**Task description**
From the first line to the last, print the data exactly as written.

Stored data

'''

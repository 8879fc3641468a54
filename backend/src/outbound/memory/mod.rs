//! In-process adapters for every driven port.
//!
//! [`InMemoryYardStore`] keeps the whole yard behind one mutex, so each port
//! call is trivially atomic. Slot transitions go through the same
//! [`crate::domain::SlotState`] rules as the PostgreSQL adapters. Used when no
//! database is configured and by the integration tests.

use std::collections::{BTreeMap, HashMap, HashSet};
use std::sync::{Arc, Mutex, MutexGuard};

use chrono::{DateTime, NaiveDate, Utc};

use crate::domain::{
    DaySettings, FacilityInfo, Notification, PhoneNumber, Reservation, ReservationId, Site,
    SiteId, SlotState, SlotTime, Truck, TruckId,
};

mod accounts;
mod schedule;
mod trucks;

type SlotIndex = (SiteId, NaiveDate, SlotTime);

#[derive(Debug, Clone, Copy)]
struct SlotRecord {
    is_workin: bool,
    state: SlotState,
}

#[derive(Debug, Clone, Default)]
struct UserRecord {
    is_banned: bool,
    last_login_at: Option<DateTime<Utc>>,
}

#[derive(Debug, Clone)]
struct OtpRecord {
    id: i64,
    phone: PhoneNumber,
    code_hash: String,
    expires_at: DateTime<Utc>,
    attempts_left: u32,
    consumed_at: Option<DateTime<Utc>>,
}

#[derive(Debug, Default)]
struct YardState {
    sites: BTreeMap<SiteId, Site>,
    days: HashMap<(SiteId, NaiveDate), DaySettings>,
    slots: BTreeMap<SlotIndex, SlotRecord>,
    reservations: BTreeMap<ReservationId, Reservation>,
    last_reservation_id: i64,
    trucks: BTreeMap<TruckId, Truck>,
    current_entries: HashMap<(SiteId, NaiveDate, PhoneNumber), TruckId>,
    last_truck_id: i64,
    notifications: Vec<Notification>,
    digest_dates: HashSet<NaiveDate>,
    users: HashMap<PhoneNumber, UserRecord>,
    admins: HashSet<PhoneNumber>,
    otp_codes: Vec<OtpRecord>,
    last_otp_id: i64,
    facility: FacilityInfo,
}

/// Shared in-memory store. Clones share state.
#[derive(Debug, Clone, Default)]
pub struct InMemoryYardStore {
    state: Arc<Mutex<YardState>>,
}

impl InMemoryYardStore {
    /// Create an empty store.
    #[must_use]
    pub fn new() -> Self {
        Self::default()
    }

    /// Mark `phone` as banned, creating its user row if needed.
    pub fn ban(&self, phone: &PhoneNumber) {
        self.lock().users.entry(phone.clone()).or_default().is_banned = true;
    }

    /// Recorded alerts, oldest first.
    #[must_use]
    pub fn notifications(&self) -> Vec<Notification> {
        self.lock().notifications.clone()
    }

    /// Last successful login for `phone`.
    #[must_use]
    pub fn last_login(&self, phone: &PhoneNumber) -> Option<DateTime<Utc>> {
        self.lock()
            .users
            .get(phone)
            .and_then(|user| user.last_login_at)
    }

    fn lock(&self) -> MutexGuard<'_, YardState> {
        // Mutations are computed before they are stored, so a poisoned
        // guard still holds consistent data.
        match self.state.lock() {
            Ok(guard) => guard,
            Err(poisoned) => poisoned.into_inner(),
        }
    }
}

'''

**Output**
repository 8879fc3641468a54
filename backend/src/outbound/memory/mod.rs
//! In-process adapters for every driven port.
//!
//! [`InMemoryYardStore`] keeps the whole yard behind one mutex, so each port
//! call is trivially atomic. Slot transitions go through the same
//! [`crate::domain::SlotState`] rules as the PostgreSQL adapters. Used when no
//! database is configured and by the integration tests.

use std::collections::{BTreeMap, HashMap, HashSet};
use std::sync::{Arc, Mutex, MutexGuard};

use chrono::{DateTime, NaiveDate, Utc};

use crate::domain::{
    DaySettings, FacilityInfo, Notification, PhoneNumber, Reservation, ReservationId, Site,
    SiteId, SlotState, SlotTime, Truck, TruckId,
};

mod accounts;
mod schedule;
mod trucks;

type SlotIndex = (SiteId, NaiveDate, SlotTime);

#[derive(Debug, Clone, Copy)]
struct SlotRecord {
    is_workin: bool,
    state: SlotState,
}

#[derive(Debug, Clone, Default)]
struct UserRecord {
    is_banned: bool,
    last_login_at: Option<DateTime<Utc>>,
}

#[derive(Debug, Clone)]
struct OtpRecord {
    id: i64,
    phone: PhoneNumber,
    code_hash: String,
    expires_at: DateTime<Utc>,
    attempts_left: u32,
    consumed_at: Option<DateTime<Utc>>,
}

#[derive(Debug, Default)]
struct YardState {
    sites: BTreeMap<SiteId, Site>,
    days: HashMap<(SiteId, NaiveDate), DaySettings>,
    slots: BTreeMap<SlotIndex, SlotRecord>,
    reservations: BTreeMap<ReservationId, Reservation>,
    last_reservation_id: i64,
    trucks: BTreeMap<TruckId, Truck>,
    current_entries: HashMap<(SiteId, NaiveDate, PhoneNumber), TruckId>,
    last_truck_id: i64,
    notifications: Vec<Notification>,
    digest_dates: HashSet<NaiveDate>,
    users: HashMap<PhoneNumber, UserRecord>,
    admins: HashSet<PhoneNumber>,
    otp_codes: Vec<OtpRecord>,
    last_otp_id: i64,
    facility: FacilityInfo,
}

/// Shared in-memory store. Clones share state.
#[derive(Debug, Clone, Default)]
pub struct InMemoryYardStore {
    state: Arc<Mutex<YardState>>,
}

impl InMemoryYardStore {
    /// Create an empty store.
    #[must_use]
    pub fn new() -> Self {
        Self::default()
    }

    /// Mark `phone` as banned, creating its user row if needed.
    pub fn ban(&self, phone: &PhoneNumber) {
        self.lock().users.entry(phone.clone()).or_default().is_banned = true;
    }

    /// Recorded alerts, oldest first.
    #[must_use]
    pub fn notifications(&self) -> Vec<Notification> {
        self.lock().notifications.clone()
    }

    /// Last successful login for `phone`.
    #[must_use]
    pub fn last_login(&self, phone: &PhoneNumber) -> Option<DateTime<Utc>> {
        self.lock()
            .users
            .get(phone)
            .and_then(|user| user.last_login_at)
    }

    fn lock(&self) -> MutexGuard<'_, YardState> {
        // Mutations are computed before they are stored, so a poisoned
        // guard still holds consistent data.
        match self.state.lock() {
            Ok(guard) => guard,
            Err(poisoned) => poisoned.into_inner(),
        }
    }
}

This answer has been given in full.